Moving against the wind, he approached slowly. The rabbit grew alert, its ears twitching.
The instant the rabbit prepared to leap, Yan Kesh threw the stone.
Not with ordinary physical strength.
He reached into the "imaginary drawer" in his mind. He extracted a portion of the pain he had stored earlier—the burning hunger—and exchanged it for a momentary burst of strength in his arm.
A small installment payment.
Whoosh!
The stone shot forward at twice the speed of an ordinary throw.
Thud!
It struck the rabbit squarely in the head. The creature convulsed briefly, then went still.
At the same moment, Yan Kesh's stomach churned violently. The hunger he had postponed surged back for two seconds—far more intense than before, accompanied by stabbing nausea—before he suppressed it once more.
Yan Kesh staggered, clutching his stomach, then broke into a wide grin. His white teeth showed starkly against his cracked lips.
"This mechanism is fair," he hissed.
"I borrow comfort as debt—then repay it with interest when I need power."
He picked up the rabbit's corpse. It was still warm.
When he returned to the black stone's area, something made him stop.
The crack on the stone had extended by another inch. And from within that fracture, faint wisps of black vapor seeped out—carrying the scent of old ink.
The world was recording his transactions.
And Yan Kesh had a premonition:
when the cracks eventually covered the entire surface of the stone, the true debt collector would arrive.

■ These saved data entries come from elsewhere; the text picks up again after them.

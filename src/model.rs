//! Value structs for host appointment data.
//!
//! The host hands over dynamically shaped records; these structs re-model
//! them as explicit immutable values with every optional field enumerated,
//! so the rest of the pipeline never reaches into untyped data.

use chrono::{Datelike, NaiveDate};
use serde::{Deserialize, Serialize};
use serde_json::Value;

/// Note-type classification on an appointment (code/display/system triple).
#[derive(Debug, Clone, Default, PartialEq, Eq, Serialize, Deserialize)]
pub struct NoteType {
    pub code: Option<String>,
    pub display: Option<String>,
    pub system: Option<String>,
}

impl NoteType {
    /// Creates a fully populated note type.
    pub fn new(
        code: impl Into<String>,
        display: impl Into<String>,
        system: impl Into<String>,
    ) -> Self {
        Self {
            code: Some(code.into()),
            display: Some(display.into()),
            system: Some(system.into()),
        }
    }
}

/// Scheduling entity snapshot handed over by the host.
///
/// Timestamps are kept as the host's raw strings; the payload builder
/// re-renders them where the wire contract demands a normalized form.
#[derive(Debug, Clone, Default, Serialize, Deserialize)]
pub struct Appointment {
    pub id: Option<String>,
    pub start_time: Option<String>,
    pub duration_minutes: Option<i64>,
    pub status: Option<String>,
    pub priority: Option<i64>,
    pub comment: Option<String>,
    pub note: Option<String>,
    pub appointment_type: Option<String>,
    pub note_type: NoteType,
    pub location: Option<String>,
    pub meeting_link: Option<String>,
    pub telehealth_instructions_sent: bool,
    pub entered_in_error: bool,
    pub description: Option<String>,
    pub created_at: Option<String>,
    pub modified_at: Option<String>,
    /// Exactly one patient per appointment.
    pub patient: Patient,
    /// Zero or one assigned provider.
    pub provider: Option<Provider>,
}

/// Patient referenced by an appointment.
#[derive(Debug, Clone, Default, Serialize, Deserialize)]
pub struct Patient {
    pub id: Option<String>,
    pub first_name: Option<String>,
    pub last_name: Option<String>,
    pub date_of_birth: Option<NaiveDate>,
    pub gender: Option<String>,
}

impl Patient {
    /// Calendar age in whole years on `today`.
    ///
    /// One year is subtracted when `today`'s month/day precedes the birth
    /// month/day. Returns `None` without a birth date. Recomputed per event,
    /// never stored.
    pub fn age_on(&self, today: NaiveDate) -> Option<i32> {
        let dob = self.date_of_birth?;
        let mut age = today.year() - dob.year();
        if (today.month(), today.day()) < (dob.month(), dob.day()) {
            age -= 1;
        }
        Some(age)
    }
}

/// Provider assigned to an appointment.
#[derive(Debug, Clone, Default, Serialize, Deserialize)]
pub struct Provider {
    pub id: Option<String>,
    pub first_name: Option<String>,
    pub last_name: Option<String>,
}

impl Provider {
    /// Full display name combining first and last name.
    ///
    /// Returns `None` when both parts are absent.
    pub fn full_name(&self) -> Option<String> {
        match (self.first_name.as_deref(), self.last_name.as_deref()) {
            (Some(first), Some(last)) => Some(format!("{first} {last}")),
            (Some(single), None) | (None, Some(single)) => Some(single.to_string()),
            (None, None) => None,
        }
    }
}

/// Opaque host context attached to an event, passed through untouched.
#[derive(Debug, Clone, Default, Serialize, Deserialize)]
pub struct EventContext {
    /// Patient id as seen by the host event, when present.
    pub patient_id: Option<String>,
    /// Any additional context the host attached.
    pub additional: Value,
}

#[cfg(test)]
mod tests {
    use super::*;

    fn date(y: i32, m: u32, d: u32) -> NaiveDate {
        NaiveDate::from_ymd_opt(y, m, d).unwrap()
    }

    #[test]
    fn test_age_after_birthday() {
        let patient = Patient {
            date_of_birth: Some(date(1980, 1, 1)),
            ..Default::default()
        };
        assert_eq!(patient.age_on(date(2025, 6, 15)), Some(45));
    }

    #[test]
    fn test_age_before_birthday() {
        let patient = Patient {
            date_of_birth: Some(date(1980, 12, 31)),
            ..Default::default()
        };
        assert_eq!(patient.age_on(date(2025, 1, 1)), Some(44));
    }

    #[test]
    fn test_age_on_birthday() {
        let patient = Patient {
            date_of_birth: Some(date(1980, 3, 10)),
            ..Default::default()
        };
        assert_eq!(patient.age_on(date(2025, 3, 10)), Some(45));
        assert_eq!(patient.age_on(date(2025, 3, 9)), Some(44));
    }

    #[test]
    fn test_age_without_birth_date() {
        assert_eq!(Patient::default().age_on(date(2025, 6, 15)), None);
    }

    #[test]
    fn test_provider_full_name() {
        let provider = Provider {
            first_name: Some("Jane".into()),
            last_name: Some("Doe".into()),
            ..Default::default()
        };
        assert_eq!(provider.full_name().as_deref(), Some("Jane Doe"));

        let partial = Provider {
            last_name: Some("Doe".into()),
            ..Default::default()
        };
        assert_eq!(partial.full_name().as_deref(), Some("Doe"));

        assert_eq!(Provider::default().full_name(), None);
    }
}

But that was a problem for the Yan Kesh of the future.
The Yan Kesh of the present needed to eat.
He began skinning the rabbit with a sharp stone, occasionally glancing at the cracked black stone—like a chess player exchanging gazes with an invisible opponent.
"You're recording?" he asked the stone.
The stone remained silent. Only the crack seemed to deepen.
"Good. Record everything," Yan Kesh said softly.
"Just make sure you don't miscalculate."